Action item:
Restate word for word the lines of the records below, starting at the line that contains "Vec3::new(v[0] as f32, v[1]" and ending at the line that contains "let focal = vec3(camera.focal_point());", with both of those lines included and nothing else.

--- Dataset extract Enclosed Below ---

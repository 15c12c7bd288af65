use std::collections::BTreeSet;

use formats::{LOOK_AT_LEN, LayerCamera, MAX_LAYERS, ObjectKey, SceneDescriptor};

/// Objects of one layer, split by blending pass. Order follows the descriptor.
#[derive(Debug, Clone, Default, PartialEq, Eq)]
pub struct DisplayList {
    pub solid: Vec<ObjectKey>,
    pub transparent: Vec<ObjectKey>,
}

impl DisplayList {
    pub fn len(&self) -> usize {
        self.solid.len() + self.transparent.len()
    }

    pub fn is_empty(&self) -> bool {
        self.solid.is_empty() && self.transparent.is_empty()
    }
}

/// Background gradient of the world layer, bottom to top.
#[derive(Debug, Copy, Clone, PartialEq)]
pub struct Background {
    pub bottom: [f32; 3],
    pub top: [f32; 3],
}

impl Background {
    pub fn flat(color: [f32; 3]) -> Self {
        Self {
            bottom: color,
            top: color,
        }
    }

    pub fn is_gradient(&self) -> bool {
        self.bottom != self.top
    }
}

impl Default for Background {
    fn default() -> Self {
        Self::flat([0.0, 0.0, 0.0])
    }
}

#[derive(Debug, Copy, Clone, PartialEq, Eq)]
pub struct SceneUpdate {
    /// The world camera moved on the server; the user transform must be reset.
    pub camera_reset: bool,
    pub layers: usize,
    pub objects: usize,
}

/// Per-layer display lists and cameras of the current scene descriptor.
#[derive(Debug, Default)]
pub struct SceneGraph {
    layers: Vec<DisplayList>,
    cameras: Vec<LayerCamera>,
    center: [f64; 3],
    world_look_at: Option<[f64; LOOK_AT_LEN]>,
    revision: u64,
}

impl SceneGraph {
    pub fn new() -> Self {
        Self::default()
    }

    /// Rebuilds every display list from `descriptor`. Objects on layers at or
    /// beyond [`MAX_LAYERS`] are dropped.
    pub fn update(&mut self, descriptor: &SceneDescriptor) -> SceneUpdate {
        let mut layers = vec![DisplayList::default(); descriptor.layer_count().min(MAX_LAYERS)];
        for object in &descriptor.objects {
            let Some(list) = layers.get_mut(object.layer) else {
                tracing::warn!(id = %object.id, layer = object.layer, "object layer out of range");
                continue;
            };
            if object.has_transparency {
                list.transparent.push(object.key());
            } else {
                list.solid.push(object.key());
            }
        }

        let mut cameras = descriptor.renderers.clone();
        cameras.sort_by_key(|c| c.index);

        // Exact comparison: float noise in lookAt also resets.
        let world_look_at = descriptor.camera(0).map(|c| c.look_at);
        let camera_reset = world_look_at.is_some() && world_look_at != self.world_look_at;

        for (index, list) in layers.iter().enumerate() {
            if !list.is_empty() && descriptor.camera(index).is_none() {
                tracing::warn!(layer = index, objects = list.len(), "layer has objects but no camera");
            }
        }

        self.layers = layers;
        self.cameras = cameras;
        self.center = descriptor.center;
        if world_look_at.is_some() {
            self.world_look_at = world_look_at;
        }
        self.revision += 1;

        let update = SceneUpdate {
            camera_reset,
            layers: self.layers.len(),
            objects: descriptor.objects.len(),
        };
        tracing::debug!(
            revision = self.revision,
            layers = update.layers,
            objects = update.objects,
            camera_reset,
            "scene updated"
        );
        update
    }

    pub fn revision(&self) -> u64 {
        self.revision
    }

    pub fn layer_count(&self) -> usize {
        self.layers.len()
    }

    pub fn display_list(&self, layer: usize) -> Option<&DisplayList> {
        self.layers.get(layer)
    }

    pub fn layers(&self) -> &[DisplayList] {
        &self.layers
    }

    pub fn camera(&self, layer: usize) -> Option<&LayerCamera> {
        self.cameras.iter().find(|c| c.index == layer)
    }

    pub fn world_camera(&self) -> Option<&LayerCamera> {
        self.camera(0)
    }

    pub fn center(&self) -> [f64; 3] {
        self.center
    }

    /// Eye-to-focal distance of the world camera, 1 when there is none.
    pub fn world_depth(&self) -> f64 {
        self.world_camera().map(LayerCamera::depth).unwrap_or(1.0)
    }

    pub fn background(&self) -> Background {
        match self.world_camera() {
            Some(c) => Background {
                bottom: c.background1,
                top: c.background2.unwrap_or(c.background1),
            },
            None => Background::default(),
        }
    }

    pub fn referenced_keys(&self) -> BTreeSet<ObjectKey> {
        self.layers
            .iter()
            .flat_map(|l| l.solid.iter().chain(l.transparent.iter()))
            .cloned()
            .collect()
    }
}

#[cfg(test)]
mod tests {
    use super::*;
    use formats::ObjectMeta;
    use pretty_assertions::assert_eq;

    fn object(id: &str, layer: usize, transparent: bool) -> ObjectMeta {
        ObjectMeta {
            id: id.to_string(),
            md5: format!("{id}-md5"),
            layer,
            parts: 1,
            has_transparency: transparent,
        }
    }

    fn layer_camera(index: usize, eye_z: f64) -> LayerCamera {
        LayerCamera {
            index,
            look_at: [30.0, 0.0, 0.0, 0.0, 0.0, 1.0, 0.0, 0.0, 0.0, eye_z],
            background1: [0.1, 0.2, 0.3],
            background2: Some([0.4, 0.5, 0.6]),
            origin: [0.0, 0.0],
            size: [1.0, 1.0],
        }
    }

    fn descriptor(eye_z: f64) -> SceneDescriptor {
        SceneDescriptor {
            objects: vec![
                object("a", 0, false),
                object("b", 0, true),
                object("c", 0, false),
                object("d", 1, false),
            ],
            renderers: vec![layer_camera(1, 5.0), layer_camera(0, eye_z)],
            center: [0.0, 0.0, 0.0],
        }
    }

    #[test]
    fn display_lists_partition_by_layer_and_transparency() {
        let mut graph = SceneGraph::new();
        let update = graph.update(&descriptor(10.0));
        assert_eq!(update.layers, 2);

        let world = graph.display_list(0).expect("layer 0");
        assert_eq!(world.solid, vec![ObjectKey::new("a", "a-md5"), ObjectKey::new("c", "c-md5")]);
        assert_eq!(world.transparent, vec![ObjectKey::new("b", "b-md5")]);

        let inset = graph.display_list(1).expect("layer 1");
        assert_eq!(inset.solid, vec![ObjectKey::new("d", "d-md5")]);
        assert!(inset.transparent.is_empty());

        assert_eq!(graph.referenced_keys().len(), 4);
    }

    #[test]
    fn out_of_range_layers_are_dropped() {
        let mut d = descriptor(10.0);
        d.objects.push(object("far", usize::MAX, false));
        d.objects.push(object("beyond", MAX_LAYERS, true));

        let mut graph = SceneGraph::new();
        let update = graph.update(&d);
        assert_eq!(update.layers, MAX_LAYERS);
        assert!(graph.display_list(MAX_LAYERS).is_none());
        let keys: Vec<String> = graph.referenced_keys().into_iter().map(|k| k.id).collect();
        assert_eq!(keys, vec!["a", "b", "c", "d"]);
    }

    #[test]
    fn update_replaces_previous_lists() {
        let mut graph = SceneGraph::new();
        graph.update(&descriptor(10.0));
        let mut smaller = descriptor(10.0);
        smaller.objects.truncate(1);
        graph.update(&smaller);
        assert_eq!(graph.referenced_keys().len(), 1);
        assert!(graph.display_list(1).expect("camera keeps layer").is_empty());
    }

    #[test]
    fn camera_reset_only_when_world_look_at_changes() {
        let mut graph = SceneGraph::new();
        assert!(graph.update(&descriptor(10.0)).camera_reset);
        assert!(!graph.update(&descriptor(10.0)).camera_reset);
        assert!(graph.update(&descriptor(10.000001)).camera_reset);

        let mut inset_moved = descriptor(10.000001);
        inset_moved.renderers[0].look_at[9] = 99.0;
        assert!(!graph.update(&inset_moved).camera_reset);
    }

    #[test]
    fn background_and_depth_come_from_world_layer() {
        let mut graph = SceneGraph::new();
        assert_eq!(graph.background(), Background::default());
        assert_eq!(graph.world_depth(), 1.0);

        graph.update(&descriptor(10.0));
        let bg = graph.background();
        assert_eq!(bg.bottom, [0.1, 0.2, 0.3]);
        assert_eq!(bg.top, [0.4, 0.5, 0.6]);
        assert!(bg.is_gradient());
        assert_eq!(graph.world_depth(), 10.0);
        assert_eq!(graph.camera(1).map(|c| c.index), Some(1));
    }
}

--- End of Enclosed Dataset extract ---
--- Dataset extract Enclosed Below ---

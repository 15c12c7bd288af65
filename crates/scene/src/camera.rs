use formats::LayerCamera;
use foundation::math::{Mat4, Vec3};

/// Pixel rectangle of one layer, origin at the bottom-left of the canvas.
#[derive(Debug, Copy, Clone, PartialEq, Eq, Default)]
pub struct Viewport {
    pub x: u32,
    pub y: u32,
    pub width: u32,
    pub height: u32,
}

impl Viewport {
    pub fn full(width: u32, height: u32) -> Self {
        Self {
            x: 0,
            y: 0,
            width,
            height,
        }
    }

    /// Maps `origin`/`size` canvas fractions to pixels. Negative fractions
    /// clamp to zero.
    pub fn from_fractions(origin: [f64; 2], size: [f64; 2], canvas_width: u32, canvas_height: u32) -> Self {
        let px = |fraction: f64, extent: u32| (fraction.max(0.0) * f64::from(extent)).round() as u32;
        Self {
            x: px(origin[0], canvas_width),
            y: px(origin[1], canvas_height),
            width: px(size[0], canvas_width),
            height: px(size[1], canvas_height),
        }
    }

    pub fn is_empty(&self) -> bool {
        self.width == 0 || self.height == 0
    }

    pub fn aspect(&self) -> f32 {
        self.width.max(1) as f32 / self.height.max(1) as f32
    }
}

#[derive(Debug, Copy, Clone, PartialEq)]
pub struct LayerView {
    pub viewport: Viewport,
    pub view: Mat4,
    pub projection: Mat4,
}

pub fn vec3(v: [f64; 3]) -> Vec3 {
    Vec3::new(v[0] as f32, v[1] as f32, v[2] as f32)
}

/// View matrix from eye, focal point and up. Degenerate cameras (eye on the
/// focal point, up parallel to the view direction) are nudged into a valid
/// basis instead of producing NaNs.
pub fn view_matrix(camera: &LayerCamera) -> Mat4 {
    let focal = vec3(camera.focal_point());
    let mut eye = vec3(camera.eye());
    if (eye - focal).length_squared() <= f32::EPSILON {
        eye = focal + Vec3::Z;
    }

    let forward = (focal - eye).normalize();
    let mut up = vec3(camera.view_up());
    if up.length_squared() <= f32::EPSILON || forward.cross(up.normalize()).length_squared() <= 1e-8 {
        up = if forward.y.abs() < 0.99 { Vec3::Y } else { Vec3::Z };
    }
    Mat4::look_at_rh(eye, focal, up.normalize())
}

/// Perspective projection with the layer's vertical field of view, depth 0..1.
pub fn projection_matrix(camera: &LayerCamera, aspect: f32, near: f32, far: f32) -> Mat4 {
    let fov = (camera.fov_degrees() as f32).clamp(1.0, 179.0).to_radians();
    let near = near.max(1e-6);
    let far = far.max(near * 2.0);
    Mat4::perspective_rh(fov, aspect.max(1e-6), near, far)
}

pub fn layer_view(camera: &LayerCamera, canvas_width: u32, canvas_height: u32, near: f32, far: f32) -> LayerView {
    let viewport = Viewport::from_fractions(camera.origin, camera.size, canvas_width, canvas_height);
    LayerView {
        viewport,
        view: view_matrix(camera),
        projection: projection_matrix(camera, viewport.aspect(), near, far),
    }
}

--- End of Enclosed Dataset extract ---
--- Dataset extract Enclosed Below ---

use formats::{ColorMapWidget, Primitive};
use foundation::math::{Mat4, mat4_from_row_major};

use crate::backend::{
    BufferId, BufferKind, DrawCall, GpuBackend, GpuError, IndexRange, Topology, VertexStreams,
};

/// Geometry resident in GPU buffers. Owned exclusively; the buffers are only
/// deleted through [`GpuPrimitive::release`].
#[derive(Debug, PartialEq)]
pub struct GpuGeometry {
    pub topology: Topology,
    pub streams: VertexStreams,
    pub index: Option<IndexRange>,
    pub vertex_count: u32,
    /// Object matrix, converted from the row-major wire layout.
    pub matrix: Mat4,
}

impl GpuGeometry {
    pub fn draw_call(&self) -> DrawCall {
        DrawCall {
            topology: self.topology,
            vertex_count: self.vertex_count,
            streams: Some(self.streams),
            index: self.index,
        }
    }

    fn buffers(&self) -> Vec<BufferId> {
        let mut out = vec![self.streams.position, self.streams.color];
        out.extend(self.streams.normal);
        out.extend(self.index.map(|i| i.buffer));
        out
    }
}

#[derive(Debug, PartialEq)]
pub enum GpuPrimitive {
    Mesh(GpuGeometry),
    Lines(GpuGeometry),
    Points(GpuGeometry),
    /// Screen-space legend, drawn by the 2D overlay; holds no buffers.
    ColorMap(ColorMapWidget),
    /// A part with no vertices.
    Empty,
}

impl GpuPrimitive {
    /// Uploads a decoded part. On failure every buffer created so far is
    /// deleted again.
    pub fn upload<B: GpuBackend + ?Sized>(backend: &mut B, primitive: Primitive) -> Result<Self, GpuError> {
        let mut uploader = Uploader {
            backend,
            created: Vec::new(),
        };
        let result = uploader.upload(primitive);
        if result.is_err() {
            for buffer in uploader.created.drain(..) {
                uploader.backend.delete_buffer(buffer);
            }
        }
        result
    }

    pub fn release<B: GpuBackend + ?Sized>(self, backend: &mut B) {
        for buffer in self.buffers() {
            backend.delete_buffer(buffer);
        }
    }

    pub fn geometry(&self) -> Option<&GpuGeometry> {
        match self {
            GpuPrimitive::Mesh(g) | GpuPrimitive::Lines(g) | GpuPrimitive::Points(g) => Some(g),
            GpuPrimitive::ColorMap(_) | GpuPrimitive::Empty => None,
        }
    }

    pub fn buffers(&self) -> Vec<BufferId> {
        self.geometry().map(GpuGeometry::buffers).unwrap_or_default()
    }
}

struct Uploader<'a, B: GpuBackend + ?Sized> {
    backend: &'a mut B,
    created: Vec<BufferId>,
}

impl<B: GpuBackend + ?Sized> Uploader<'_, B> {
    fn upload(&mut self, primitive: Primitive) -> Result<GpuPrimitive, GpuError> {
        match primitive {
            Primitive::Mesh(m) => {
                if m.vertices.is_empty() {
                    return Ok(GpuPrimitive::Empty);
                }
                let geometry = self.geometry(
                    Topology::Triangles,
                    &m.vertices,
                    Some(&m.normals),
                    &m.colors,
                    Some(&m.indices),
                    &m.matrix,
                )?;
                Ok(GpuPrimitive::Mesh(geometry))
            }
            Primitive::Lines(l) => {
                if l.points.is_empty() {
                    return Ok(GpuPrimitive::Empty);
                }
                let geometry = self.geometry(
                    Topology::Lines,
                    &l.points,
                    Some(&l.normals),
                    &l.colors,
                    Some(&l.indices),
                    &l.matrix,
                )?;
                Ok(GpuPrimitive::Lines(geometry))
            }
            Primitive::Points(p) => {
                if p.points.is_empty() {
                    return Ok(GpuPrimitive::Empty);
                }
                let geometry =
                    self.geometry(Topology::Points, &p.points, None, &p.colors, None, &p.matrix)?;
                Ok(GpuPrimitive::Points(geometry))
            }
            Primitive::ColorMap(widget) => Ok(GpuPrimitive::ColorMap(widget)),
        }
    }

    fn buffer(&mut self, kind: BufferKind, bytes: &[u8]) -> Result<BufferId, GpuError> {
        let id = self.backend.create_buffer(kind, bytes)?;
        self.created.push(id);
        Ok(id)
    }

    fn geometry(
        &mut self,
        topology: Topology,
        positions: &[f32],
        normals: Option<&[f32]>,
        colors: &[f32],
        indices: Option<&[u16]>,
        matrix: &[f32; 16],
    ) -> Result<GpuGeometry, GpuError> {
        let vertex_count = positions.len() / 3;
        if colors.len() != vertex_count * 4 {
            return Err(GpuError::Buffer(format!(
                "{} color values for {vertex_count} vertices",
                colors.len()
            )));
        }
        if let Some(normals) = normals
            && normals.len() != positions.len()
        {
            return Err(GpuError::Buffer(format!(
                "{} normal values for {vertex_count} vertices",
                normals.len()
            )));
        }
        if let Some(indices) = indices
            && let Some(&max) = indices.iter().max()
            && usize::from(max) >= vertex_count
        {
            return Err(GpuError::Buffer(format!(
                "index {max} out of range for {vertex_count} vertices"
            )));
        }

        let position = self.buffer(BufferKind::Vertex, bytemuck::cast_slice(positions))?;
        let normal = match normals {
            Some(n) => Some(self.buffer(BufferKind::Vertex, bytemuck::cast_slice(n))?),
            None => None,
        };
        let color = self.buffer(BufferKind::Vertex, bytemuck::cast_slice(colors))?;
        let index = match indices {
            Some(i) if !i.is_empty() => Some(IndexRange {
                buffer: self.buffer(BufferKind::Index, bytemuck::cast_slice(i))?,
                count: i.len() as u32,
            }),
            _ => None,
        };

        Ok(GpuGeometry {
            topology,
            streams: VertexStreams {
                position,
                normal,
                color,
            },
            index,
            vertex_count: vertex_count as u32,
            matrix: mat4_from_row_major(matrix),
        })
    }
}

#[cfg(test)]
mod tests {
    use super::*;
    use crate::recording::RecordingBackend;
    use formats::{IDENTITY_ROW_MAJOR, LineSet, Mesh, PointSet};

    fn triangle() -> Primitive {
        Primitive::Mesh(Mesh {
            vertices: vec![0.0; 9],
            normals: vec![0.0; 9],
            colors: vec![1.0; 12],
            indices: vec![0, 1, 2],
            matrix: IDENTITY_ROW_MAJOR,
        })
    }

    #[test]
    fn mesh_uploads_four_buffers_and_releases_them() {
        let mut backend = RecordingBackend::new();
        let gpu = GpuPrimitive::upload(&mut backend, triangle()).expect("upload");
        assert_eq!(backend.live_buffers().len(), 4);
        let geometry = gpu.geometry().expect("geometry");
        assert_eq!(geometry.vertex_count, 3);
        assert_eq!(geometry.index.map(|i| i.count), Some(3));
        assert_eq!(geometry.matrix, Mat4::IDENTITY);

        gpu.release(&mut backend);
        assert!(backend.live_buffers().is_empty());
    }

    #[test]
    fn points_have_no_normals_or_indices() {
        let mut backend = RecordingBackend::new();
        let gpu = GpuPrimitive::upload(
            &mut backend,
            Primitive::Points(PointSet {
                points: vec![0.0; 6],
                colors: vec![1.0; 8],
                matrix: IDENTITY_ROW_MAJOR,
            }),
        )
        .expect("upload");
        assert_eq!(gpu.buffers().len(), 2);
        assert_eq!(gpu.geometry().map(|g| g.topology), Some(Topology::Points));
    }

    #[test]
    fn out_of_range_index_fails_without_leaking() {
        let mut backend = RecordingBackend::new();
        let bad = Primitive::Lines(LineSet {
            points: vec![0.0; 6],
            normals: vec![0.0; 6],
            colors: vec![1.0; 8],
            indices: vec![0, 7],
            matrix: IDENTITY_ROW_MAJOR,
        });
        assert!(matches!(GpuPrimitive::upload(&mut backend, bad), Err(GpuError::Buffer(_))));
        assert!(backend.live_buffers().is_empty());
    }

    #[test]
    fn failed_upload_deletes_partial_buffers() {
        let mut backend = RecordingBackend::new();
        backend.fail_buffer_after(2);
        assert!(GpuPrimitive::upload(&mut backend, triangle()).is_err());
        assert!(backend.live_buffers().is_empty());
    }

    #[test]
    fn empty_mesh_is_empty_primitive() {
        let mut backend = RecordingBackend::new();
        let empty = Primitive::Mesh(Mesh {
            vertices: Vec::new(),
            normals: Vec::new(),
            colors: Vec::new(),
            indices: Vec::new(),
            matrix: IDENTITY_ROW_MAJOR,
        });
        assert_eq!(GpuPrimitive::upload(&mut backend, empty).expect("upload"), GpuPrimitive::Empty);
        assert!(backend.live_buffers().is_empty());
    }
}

--- End of Enclosed Dataset extract ---

Response for this exercise:
    Vec3::new(v[0] as f32, v[1] as f32, v[2] as f32)
}

/// View matrix from eye, focal point and up. Degenerate cameras (eye on the
/// focal point, up parallel to the view direction) are nudged into a valid
/// basis instead of producing NaNs.
pub fn view_matrix(camera: &LayerCamera) -> Mat4 {
    let focal = vec3(camera.focal_point());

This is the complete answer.